Prepared by Emma Nicholson, Meredith Stone, and Danielle Powers
Prepared for Ameren, Eversource Energy, ITC Holdings Corp., National Grid USA, and PSE&G
The value of electric transmission is significant and well documented. Transmission infrastructure provides customers with a reliable and resilient flow of power, integrates diverse and cost-effective energy resources, enables production cost savings, reduces amounts and costs of planning reserve margins, and increases competition among supply resources for the benefit of customers.1 Incumbent transmission owners (“TOs”) have made the majority of the transmission investments in the U.S. and, more recently, a number of transmission projects have been subject to competitive solicitation processes (“solicitations”) and awarded to non-incumbent transmission developers. Some argue that these solicitations should be expanded. Proponents of such an expansion, including the Brattle Group in an April 2019 Report (“Brattle Report” or “report”), assert that expanding the scope of such solicitations will yield significant cost savings.2
The savings that will result from significantly expanding solicitations for new transmission projects, as claimed in the Brattle Report, are based in part on the assumption that transmission projects developed by incumbent TOs, as opposed to those selected through a solicitation, will experience significant cost escalations with final project costs exceeding initial estimates by 18-70%.(sup>3 This assumption is false and inconsistent with the empirical evidence. Concentric found that incumbent TOs in independent system operators (“ISOs”) and regional transmission organizations (“RTOs”) that track project costs develop reasonable initial cost estimates, with final and/or updated project cost estimates falling between -2.9% and 7.0% of initial estimates.

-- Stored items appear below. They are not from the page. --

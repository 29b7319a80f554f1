use flightlog_core::{Database, NewFlightLog};
use tempfile::NamedTempFile;

/// Helper function to create a temporary database for testing
fn create_test_db() -> (NamedTempFile, Database) {
    let temp_file = NamedTempFile::new().expect("Failed to create temporary file");
    let db = Database::new(temp_file.path()).expect("Failed to create test database");
    (temp_file, db)
}

fn new_flight(owner_id: &str, callsign: &str) -> NewFlightLog {
    NewFlightLog {
        owner_id: owner_id.to_string(),
        owner_label: "Maverick".to_string(),
        origin: "TPE".to_string(),
        destination: "NRT".to_string(),
        vehicle_type: "B777".to_string(),
        callsign: callsign.to_string(),
        passenger_count: "300".to_string(),
        duration: "3h".to_string(),
        image_url: None,
    }
}

#[test]
fn test_database_initialization() {
    let (temp_file, _db) = create_test_db();
    assert!(temp_file.path().exists());
}

#[test]
fn test_insert_and_list_flight() {
    let (_temp_file, mut db) = create_test_db();

    let mut flight = new_flight("1001", "EVA 12");
    flight.image_url = Some("https://img.example/12.png".to_string());
    let record = db.insert_flight(&flight).expect("Failed to insert flight");

    assert!(record.id > 0);
    assert_eq!(record.callsign, "EVA 12");

    let flights = db.list_flights("1001").expect("Failed to list flights");
    assert_eq!(flights.len(), 1);
    assert_eq!(flights[0], record);
    assert_eq!(
        flights[0].image_url.as_deref(),
        Some("https://img.example/12.png")
    );
}

#[test]
fn test_list_is_scoped_to_owner() {
    let (_temp_file, mut db) = create_test_db();

    db.insert_flight(&new_flight("1001", "EVA 1")).expect("insert");
    db.insert_flight(&new_flight("2002", "EVA 2")).expect("insert");
    db.insert_flight(&new_flight("1001", "EVA 3")).expect("insert");

    let flights = db.list_flights("1001").expect("list");
    let callsigns: Vec<&str> = flights.iter().map(|f| f.callsign.as_str()).collect();
    assert_eq!(callsigns, ["EVA 1", "EVA 3"]);
    assert!(db.list_flights("3003").expect("list").is_empty());
}

#[test]
fn test_created_at_never_goes_backwards() {
    let (_temp_file, mut db) = create_test_db();

    let records: Vec<_> = (0..20)
        .map(|i| {
            db.insert_flight(&new_flight("1001", &format!("EVA {i}")))
                .expect("insert")
        })
        .collect();

    for pair in records.windows(2) {
        assert!(pair[0].created_at <= pair[1].created_at);
        assert!(pair[0].id < pair[1].id);
    }
}

#[test]
fn test_delete_flight() {
    let (_temp_file, mut db) = create_test_db();

    let record = db.insert_flight(&new_flight("1001", "EVA 1")).expect("insert");

    assert!(db.delete_flight(record.id).expect("delete"));
    assert!(!db.delete_flight(record.id).expect("second delete"));
    assert!(db.list_flights("1001").expect("list").is_empty());
}

#[test]
fn test_ids_are_not_reused_after_delete() {
    let (_temp_file, mut db) = create_test_db();

    let first = db.insert_flight(&new_flight("1001", "EVA 1")).expect("insert");
    db.delete_flight(first.id).expect("delete");
    let second = db.insert_flight(&new_flight("1001", "EVA 2")).expect("insert");

    assert!(second.id > first.id);
}

#[test]
fn test_records_survive_reopen() {
    let temp_file = NamedTempFile::new().expect("Failed to create temporary file");

    {
        let mut db = Database::new(temp_file.path()).expect("open");
        db.insert_flight(&new_flight("1001", "EVA 1")).expect("insert");
    }

    let db = Database::new(temp_file.path()).expect("reopen");
    let flights = db.list_flights("1001").expect("list");
    assert_eq!(flights.len(), 1);
    assert_eq!(flights[0].callsign, "EVA 1");
}

#[test]
fn test_in_memory_database() {
    let mut db = Database::open_in_memory().expect("open");
    db.insert_flight(&new_flight("1001", "EVA 1")).expect("insert");
    assert_eq!(db.list_flights("1001").expect("list").len(), 1);
}
//! Parameter structures for flight log commands.
//!
//! These are the typed command invocations the core accepts. They carry no
//! framework-specific derives beyond serde (and `schemars` behind the
//! `schema` feature), so every dispatch layer converts its own argument types
//! into them:
//!
//! ```text
//! ┌─────────────────┐    ┌─────────────────┐    ┌─────────────────┐
//! │   CLI Args      │    │   MCP Params    │    │  Core Params    │
//! │  (clap derives) │───▶│ (serde derives) │───▶│ (minimal deps)  │
//! └─────────────────┘    └─────────────────┘    └─────────────────┘
//! ```
//!
//! Fields arrive raw; validation and normalization happen in the
//! [`CommandProcessor`](crate::CommandProcessor).

#[cfg(feature = "schema")]
use schemars::JsonSchema;
use serde::{Deserialize, Serialize};

use crate::models::Owner;

/// Parameters for logging a flight.
#[derive(Debug, Clone, Default, Serialize, Deserialize)]
#[cfg_attr(feature = "schema", derive(JsonSchema))]
pub struct LogFlight {
    /// Departure airport (required)
    pub origin: String,
    /// Arrival airport (required)
    pub destination: String,
    /// Aircraft type (required)
    pub vehicle_type: String,
    /// Callsign without the organization tag (required)
    pub callsign: String,
    /// Number of passengers (required)
    pub passengers: String,
    /// Flight time, defaults to "N/A"
    #[serde(default)]
    pub duration: Option<String>,
    /// Image URL to attach to the log
    #[serde(default)]
    pub image_url: Option<String>,
    /// Pilot to log the flight for; defaults to the caller
    #[serde(default)]
    pub pilot: Option<Owner>,
}

/// Parameters for listing a pilot's flights.
#[derive(Debug, Clone, Default, Serialize, Deserialize)]
#[cfg_attr(feature = "schema", derive(JsonSchema))]
pub struct ViewFlights {
    /// Pilot whose flights to list; defaults to the caller
    #[serde(default)]
    pub pilot: Option<Owner>,
}

/// Parameters for removing a flight by its display index.
#[derive(Debug, Clone, Default, Serialize, Deserialize)]
#[cfg_attr(feature = "schema", derive(JsonSchema))]
pub struct RemoveFlight {
    /// 1-based index as shown by view
    pub index: i64,
    /// Pilot whose flight to remove; defaults to the caller
    #[serde(default)]
    pub pilot: Option<Owner>,
}

/// Parameters for summarizing a pilot's flights.
#[derive(Debug, Clone, Default, Serialize, Deserialize)]
#[cfg_attr(feature = "schema", derive(JsonSchema))]
pub struct ShowStats {
    /// Pilot to summarize; defaults to the caller
    #[serde(default)]
    pub pilot: Option<Owner>,
}

/// A single command invocation.
#[derive(Debug, Clone, Serialize, Deserialize)]
#[serde(tag = "command", rename_all = "lowercase")]
pub enum Command {
    Log(LogFlight),
    View(ViewFlights),
    Remove(RemoveFlight),
    Stats(ShowStats),
}

impl Command {
    /// Command name as users type it.
    pub fn name(&self) -> &'static str {
        match self {
            Command::Log(_) => "log",
            Command::View(_) => "view",
            Command::Remove(_) => "remove",
            Command::Stats(_) => "stats",
        }
    }
}

impl From<LogFlight> for Command {
    fn from(params: LogFlight) -> Self {
        Command::Log(params)
    }
}

impl From<ViewFlights> for Command {
    fn from(params: ViewFlights) -> Self {
        Command::View(params)
    }
}

impl From<RemoveFlight> for Command {
    fn from(params: RemoveFlight) -> Self {
        Command::Remove(params)
    }
}

impl From<ShowStats> for Command {
    fn from(params: ShowStats) -> Self {
        Command::Stats(params)
    }
}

The methodological approach underlying the Brattle Report’s recommendation that policymakers should expand solicitations also is fundamentally flawed. As such, there is no credible support for the claim that current transmission processes limit customer savings, or that expansion of competition will yield meaningful additional savings. The Brattle Report inappropriately compares different types of project cost estimates, fails to account for differences in scope between project cost estimates, and uses a limited and unrepresentative sample size of incumbent TO projects to produce its average historical cost escalation estimates, which are significantly overstated. Figure E1 below compares Concentric’s estimates to the Brattle Report.
1 See e.g., Edison Electric Institute, Smarter Energy Infrastructure: The Critical Role and Value of Electric Transmission (March 2019).
2 The Brattle Group, Cost Savings Offered by Competition in Electric Transmission, (April 2019). (“Brattle Report” or “report”).
3 Brattle Report p. 41, Figure 18, column 5.